Methods and Analysis: Twenty-four New Zealand rabbits will be equally divided into three study groups. Based on a well-established critical sized defect model, a defect of 3.5 cm in the ulna will be created in each animal. In the control group the traditional MT will be performed. The second cohort would vary from the traditional technique by the replacement of PMMA with a non-porous PTFE membrane and bone allograft (experiment #1). The third cohort will replace the PMMA with a porous PTFE membrane and bone allograft (experiment #2). This allowed us to confirm whether PTFE is as effective as the induced MT membrane and whether the porosity in membrane impacts bone regeneration. All membrane samples were analyzed pre- and post-implantation. Specifically, Micro-CT distinguished between newly formed bone and soft tissue. Furthermore, the fibrous capsules were examined histologically with stains for alkaline phosphatase (ALP), and Tartrate-resistant acid phosphatase (TRAP) to identify regions of bone formation and remodeling.
Results: Our anticipated results will show that a porous PTFE membrane used in a single-stage technique to mimic the induced membrane of the Masquelet Technique will facilitate greater bone regeneration when compared to the traditional 2-stage Masquelet Technique. Upon visual inspection of the explanted defects, there appears to be integration of the bone graft and formation of new bone. In the PTFE membrane explants (1), visually we can appreciate a more consolidated bone graft in comparison to the traditional Masquelet model explant (2).

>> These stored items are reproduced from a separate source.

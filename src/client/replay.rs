//! Bounded queue of events awaiting their first handler.
//!
//! Events read before the ready signal (and any that arrive before a handler
//! attaches) are held here. The queue is handed to the event registry once
//! and drained into the first handler that registers, after which it is
//! dropped.

use std::collections::VecDeque;

use tracing::warn;

use crate::protocol::Event;

/// Default number of events held before the oldest is dropped.
pub const DEFAULT_REPLAY_CAPACITY: usize = 1024;

/// Owned, bounded, FIFO event buffer.
#[derive(Debug, Clone)]
pub struct ReplayQueue {
    events: VecDeque<Event>,
    capacity: usize,
    dropped: usize,
}

impl Default for ReplayQueue {
    fn default() -> Self {
        Self::new(DEFAULT_REPLAY_CAPACITY)
    }
}

impl ReplayQueue {
    /// Creates an empty queue holding at most `capacity` events (minimum 1).
    #[must_use]
    pub fn new(capacity: usize) -> Self {
        let capacity = capacity.max(1);
        Self {
            events: VecDeque::with_capacity(capacity.min(64)),
            capacity,
            dropped: 0,
        }
    }

    /// Appends an event, dropping the oldest one when full.
    pub fn push(&mut self, event: Event) {
        if self.events.len() == self.capacity
            && let Some(oldest) = self.events.pop_front()
        {
            self.dropped += 1;
            warn!(
                method = %oldest.method,
                capacity = self.capacity,
                dropped = self.dropped,
                "Replay queue full, dropping oldest event"
            );
        }
        self.events.push_back(event);
    }

    /// Number of buffered events.
    #[inline]
    #[must_use]
    pub fn len(&self) -> usize {
        self.events.len()
    }

    /// Returns `true` when nothing is buffered.
    #[inline]
    #[must_use]
    pub fn is_empty(&self) -> bool {
        self.events.is_empty()
    }

    /// Maximum number of buffered events.
    #[inline]
    #[must_use]
    pub fn capacity(&self) -> usize {
        self.capacity
    }

    /// Number of events discarded because the queue was full.
    #[inline]
    #[must_use]
    pub fn dropped(&self) -> usize {
        self.dropped
    }

    /// Consumes the queue, yielding events in arrival order.
    #[must_use]
    pub fn into_events(self) -> VecDeque<Event> {
        self.events
    }
}

#[cfg(test)]
mod tests {
    use super::*;

    use serde_json::json;

    fn event(n: u64) -> Event {
        Event::new("x.y", json!({ "n": n }))
    }

    #[test]
    fn test_preserves_order() {
        let mut queue = ReplayQueue::new(4);
        for n in 0..3 {
            queue.push(event(n));
        }

        let ns: Vec<_> = queue
            .into_events()
            .into_iter()
            .map(|e| e.params["n"].as_u64().unwrap_or_default())
            .collect();
        assert_eq!(ns, vec![0, 1, 2]);
    }

    #[test]
    fn test_drops_oldest_when_full() {
        let mut queue = ReplayQueue::new(2);
        for n in 0..5 {
            queue.push(event(n));
        }

        assert_eq!(queue.len(), 2);
        assert_eq!(queue.dropped(), 3);
        let ns: Vec<_> = queue
            .into_events()
            .into_iter()
            .map(|e| e.params["n"].as_u64().unwrap_or_default())
            .collect();
        assert_eq!(ns, vec![3, 4]);
    }

    #[test]
    fn test_zero_capacity_clamped() {
        let queue = ReplayQueue::new(0);
        assert_eq!(queue.capacity(), 1);
        assert!(queue.is_empty());
    }
}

Conclusion and Significance: Based on our expected results, other biomaterials such as PTFE can be integrated into the currently used Masquelet Technique to yield complete bone regeneration in critical sized defects and potentially streamline towards a single-stage technique. This may ultimately expand the clinical application of the MT to treat more complex hard and soft tissue defects.
References:
[1] Masquelet AC, et al. (2000). Reconstruction of the long bones by the induced membrane and spongy autograft. Ann Chir Plast Esthet.